When President Trump announced a summit with North Korea to curtail their nuclear capabilities, it was an achievement viewed as Nobel Peace Prize worthy by his supporters. Barely one month later, the White House called off the meeting announced on Twitter and in a threatening letter addressed to the North Korean President, Kim Jong Un. North Korea responded by making clear they were still willing to meet and U.S. preparation for the summit continued signaling that the meeting might not be cancelled after all. This would be the first meeting ever of U.S. and North Korean presidents.
In his letter cancelling the summit, Trump flexed U.S. military muscle in a threatening message, “… please let this letter serve to represent that the Singapore summit, for the good of both parties, but to the detriment of the world, will not take place.” He continued, “You talk about your nuclear capabilities, but ours are so massive and powerful that I pray to God they will never have to be used.”
In the same letter, Trump expressed thanks and seemingly open to moving forward with the meeting. “Some day, I look very much forward to meeting you. In the meantime, I want to thank you for the release of the hostages who are now home with their families. That was a beautiful gesture and was very much appreciated.”
The summit was announced to be held mere hours after North Korea released three prisoners accused of spying on behalf of the United States. It was largely hailed as a U.S. diplomatic victory. The prisoners’ 3 a.m. arrival on U.S. soil did not deter Trump from creating a media spectacle of their release. Trump said the prisoner release was helping lead the bilateral relationship to new “footing”.
The surprise meeting in April between the leaders of North and South Korea also signaled the formation of a new relationship. For the first time since the end of the Korean War in the early 50’s, Kim Jong Un became the first North Korean leader to cross the southern border. During that meeting, both Jong Un of the north and Moon Jae In of the south agreed in principal, to eliminate nuclear weapons from their countries. They also agreed to reduce arms in certain regions, allow families torn apart by the war to reunite, and to jointly participate in athletic contests. At one point in his formal statement, Kim Jong Un called the Koreas “one country”. Certainly, Olympic participation as a single entity in opening and closing ceremonies and competition as a single country in sports including women’s ice hockey helped to heal relations and sent a strong signal of future cooperation.
The summit was to be held June 12th in Singapore, because it was accepted by both participating countries as a neutral country. Not surprisingly, the meeting was announced by the president on Twitter, “The highly anticipated meeting between Kim Jong Un and myself will take place in Singapore on June 12th. We will both try to make it a very special moment for World Peace!” Singapore’s department of foreign affairs also tweeted a message of support, calling the summit a, “… significant step on the path to peace.”

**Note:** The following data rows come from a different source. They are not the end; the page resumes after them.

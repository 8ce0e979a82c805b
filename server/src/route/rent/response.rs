use crate::controller::Exhaust;
use application::transfer::RentDto;
use axum::http::StatusCode;
use axum::response::{IntoResponse, Response};
use axum::Json;
use serde::Serialize;
use time::Date;

/// Dates are written as `YYYY-MM-DD`.
#[derive(Debug, Serialize)]
pub struct RecordResponse {
    id: i64,
    user_id: i64,
    book_id: i64,
    borrow_date: Date,
    return_date: Option<Date>,
}

impl From<RentDto> for RecordResponse {
    fn from(value: RentDto) -> Self {
        Self {
            id: value.id,
            user_id: value.user_id,
            book_id: value.book_id,
            borrow_date: value.borrow_date,
            return_date: value.return_date,
        }
    }
}

impl IntoResponse for RecordResponse {
    fn into_response(self) -> Response {
        (StatusCode::OK, Json(self)).into_response()
    }
}

pub struct Presenter;

impl Exhaust<RentDto> for Presenter {
    type To = RecordResponse;
    fn emit(&self, input: RentDto) -> Self::To {
        RecordResponse::from(input)
    }
}

impl Exhaust<Vec<RentDto>> for Presenter {
    type To = Json<Vec<RecordResponse>>;
    fn emit(&self, input: Vec<RentDto>) -> Self::To {
        Json(input.into_iter().map(RecordResponse::from).collect())
    }
}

Besides releasing political prisoners in a sign of détente, North Korea also announced the freezing of nuclear weapons testing. The Western world viewed the announcement with skepticism, much like how they continue to view the potential U.S.-North Korean summit. Some experts believe the reason for suspending testing is because North Korea has already developed desired nuclear capabilities. In addition, Kim Jong Un’s willingness to travel to Singapore for the summit is a sign of strength at home and a reflection of his ability to withstand any attempts at a coup détat. Jong Un’s March trip to Beijing is also perceived as a sign of strength at home. Perhaps the North Korean’s crowning achievement and the move to solidify his power on the Korean peninsula is the meeting with the U.S. president. Just as Trump received rave reviews for pursuing peace among the Koreas, Jong Un is receiving accolades from even his doubters as a strong leader able to arrange a prized meeting with the U.S. president.

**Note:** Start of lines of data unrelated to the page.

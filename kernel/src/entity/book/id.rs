use vodca::{AsRefln, Fromln};

#[derive(Debug, Clone, Copy, Hash, Eq, PartialEq, Ord, PartialOrd, Fromln, AsRefln)]
pub struct BookId(i64);

impl BookId {
    pub fn new(id: impl Into<i64>) -> Self {
        Self(id.into())
    }
}
mod request;
mod response;

use crate::controller::Controller;
use crate::error::ErrorStatus;
use crate::handler::AppModule;
use crate::route::book::request::{
    AvailabilityRequest, CreateRequest, DeleteRequest, GetRequest, Transformer, UpdateRequest,
};
use crate::route::book::response::Presenter;
use application::service::{
    ChangeBookAvailabilityService, CreateBookService, DeleteBookService, GetBookService,
    UpdateBookService,
};
use axum::extract::{Path, State};
use axum::http::StatusCode;
use axum::routing::{get, patch};
use axum::{Json, Router};
use error_stack::Report;
use kernel::KernelError;

pub trait BookRouter {
    fn route_book(self) -> Self;
}

fn book_not_found(id: i64) -> ErrorStatus {
    ErrorStatus::from(
        Report::new(KernelError::BookNotFound).attach_printable(format!("book_id: {id}")),
    )
}

impl BookRouter for Router<AppModule> {
    fn route_book(self) -> Self {
        self.route(
            "/books",
            get(|State(module): State<AppModule>| async move {
                Controller::new((), Presenter)
                    .bypass(|| module.database().get_all_books())
                    .await
                    .map_err(ErrorStatus::from)
            })
            .post(
                |State(module): State<AppModule>, Json(req): Json<CreateRequest>| async move {
                    Controller::new(Transformer, Presenter)
                        .intake(req)
                        .handle(|dto| module.database().create_book(dto))
                        .await
                        .map_err(ErrorStatus::from)
                },
            ),
        )
        .route(
            "/books/:id",
            get(
                |State(module): State<AppModule>, Path(id): Path<i64>| async move {
                    Controller::new(Transformer, Presenter)
                        .intake(GetRequest::new(id))
                        .handle(|dto| module.database().get_book(dto))
                        .await
                        .map_err(ErrorStatus::from)
                        .and_then(|res| res.ok_or_else(|| book_not_found(id)))
                },
            )
            .put(
                |State(module): State<AppModule>,
                 Path(id): Path<i64>,
                 Json(req): Json<UpdateRequest>| async move {
                    Controller::new(Transformer, Presenter)
                        .intake((id, req))
                        .handle(|dto| module.database().update_book(dto))
                        .await
                        .map_err(ErrorStatus::from)
                        .and_then(|res| res.ok_or_else(|| book_not_found(id)))
                },
            )
            .delete(
                |State(module): State<AppModule>, Path(id): Path<i64>| async move {
                    Controller::new(Transformer, Presenter)
                        .intake(DeleteRequest::new(id))
                        .handle(|dto| module.database().delete_book(dto))
                        .await
                        .map_err(ErrorStatus::from)
                        .and_then(|res| res.ok_or_else(|| book_not_found(id)))
                },
            ),
        )
        .route(
            "/books/:id/mark_unavailable",
            patch(
                |State(module): State<AppModule>, Path(id): Path<i64>| async move {
                    Controller::new(Transformer, Presenter)
                        .intake(AvailabilityRequest::new(id))
                        .handle(|dto| module.database().mark_book_unavailable(dto))
                        .await
                        .map_err(ErrorStatus::from)
                        .and_then(|res| {
                            res.ok_or_else(|| {
                                ErrorStatus::rejected(
                                    StatusCode::BAD_REQUEST,
                                    "Book not found or already marked as unavailable",
                                )
                            })
                        })
                },
            ),
        )
        .route(
            "/books/:id/mark_available",
            patch(
                |State(module): State<AppModule>, Path(id): Path<i64>| async move {
                    Controller::new(Transformer, Presenter)
                        .intake(AvailabilityRequest::new(id))
                        .handle(|dto| module.database().mark_book_available(dto))
                        .await
                        .map_err(ErrorStatus::from)
                        .and_then(|res| {
                            res.ok_or_else(|| {
                                ErrorStatus::rejected(
                                    StatusCode::BAD_REQUEST,
                                    "Book not found or already marked as available",
                                )
                            })
                        })
                },
            ),
        )
    }
}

There are signs that despite Trump’s cancellation, the summit may still happen. An official press release issued by the Korean Foreign Ministry stated, “We would like to make known to the U.S. side once again that we have the intent to sit with the U.S. side to solve problems regardless of ways at any time.” The statement continued, “We remain unchanged in our goal and will do everything we could for peace and stability of the Korean peninsula and humankind, and we, broadminded and open all the time, have the willingness to offer the U.S. side time and opportunity.”

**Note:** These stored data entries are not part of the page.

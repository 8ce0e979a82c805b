use time::{Date, OffsetDateTime};
use vodca::{AsRefln, Fromln};

#[derive(Debug, Clone, Copy, PartialEq, Eq, Hash, Fromln, AsRefln)]
pub struct BorrowDate(Date);

impl BorrowDate {
    pub fn new(date: impl Into<Date>) -> Self {
        Self(date.into())
    }

    pub fn today() -> Self {
        Self(OffsetDateTime::now_utc().date())
    }
}
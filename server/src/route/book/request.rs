use crate::controller::Intake;
use application::transfer::{
    ChangeBookAvailabilityDto, CreateBookDto, DeleteBookDto, GetBookDto, UpdateBookDto,
};
use serde::Deserialize;

#[derive(Debug, Deserialize)]
pub struct CreateRequest {
    title: String,
    author: String,
}

#[derive(Debug, Deserialize)]
pub struct UpdateRequest {
    title: Option<String>,
    author: Option<String>,
}

#[derive(Debug)]
pub struct GetRequest {
    id: i64,
}

impl GetRequest {
    pub fn new(id: i64) -> Self {
        Self { id }
    }
}

#[derive(Debug)]
pub struct DeleteRequest {
    id: i64,
}

impl DeleteRequest {
    pub fn new(id: i64) -> Self {
        Self { id }
    }
}

#[derive(Debug)]
pub struct AvailabilityRequest {
    id: i64,
}

impl AvailabilityRequest {
    pub fn new(id: i64) -> Self {
        Self { id }
    }
}

pub struct Transformer;

impl Intake<CreateRequest> for Transformer {
    type To = CreateBookDto;
    fn emit(&self, CreateRequest { title, author }: CreateRequest) -> Self::To {
        CreateBookDto { title, author }
    }
}

impl Intake<(i64, UpdateRequest)> for Transformer {
    type To = UpdateBookDto;
    fn emit(&self, (id, req): (i64, UpdateRequest)) -> Self::To {
        UpdateBookDto {
            id,
            title: req.title,
            author: req.author,
        }
    }
}

impl Intake<GetRequest> for Transformer {
    type To = GetBookDto;
    fn emit(&self, input: GetRequest) -> Self::To {
        GetBookDto { id: input.id }
    }
}

impl Intake<DeleteRequest> for Transformer {
    type To = DeleteBookDto;
    fn emit(&self, input: DeleteRequest) -> Self::To {
        DeleteBookDto { id: input.id }
    }
}

impl Intake<AvailabilityRequest> for Transformer {
    type To = ChangeBookAvailabilityDto;
    fn emit(&self, input: AvailabilityRequest) -> Self::To {
        ChangeBookAvailabilityDto { id: input.id }
    }
}
use vodca::{AsRefln, Fromln};

#[derive(Debug, Clone, Eq, PartialEq, Fromln, AsRefln)]
pub struct BookAuthor(String);

impl BookAuthor {
    pub fn new(author: impl Into<String>) -> Self {
        Self(author.into())
    }
}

South Korea has served as liaison between the U.S. and North Korea and continued in that crucial role after Trump announced the meeting was cancelled. Once again, Moon met with Jong Un to try to keep the summit on track. The two leaders met for only the second time in a decade. Released photos show the two leaders embracing and smiling. Moon said, “Chairman Kim and I have agreed that our quest for the Korean peninsula’s denuclearization and a perpetual peace regime should not be halted.”
The same day, the White House signaled that a U.S. advance team would travel to Singapore, as previously planned in order to prepare for the summit between the U.S. and North Korea. Press Secretary, Sarah Sanders said the U.S. advance team would make preparations, “… should the summit take place.”
Just one day later Trump said plans were continuing for the summit, “It’s moving along very nicely. So we’re looking at June 12th in Singapore. That hasn’t changed. So, we’ll see what happens.”
Japanese Prime Minister Shinzo Abe and Chinese President Xi Jinping have both supported the summit. Asia experts suspect Jinping’s encouragement allows China to assert greater control over the Korean peninsula while Japan is most interested in denuclearization.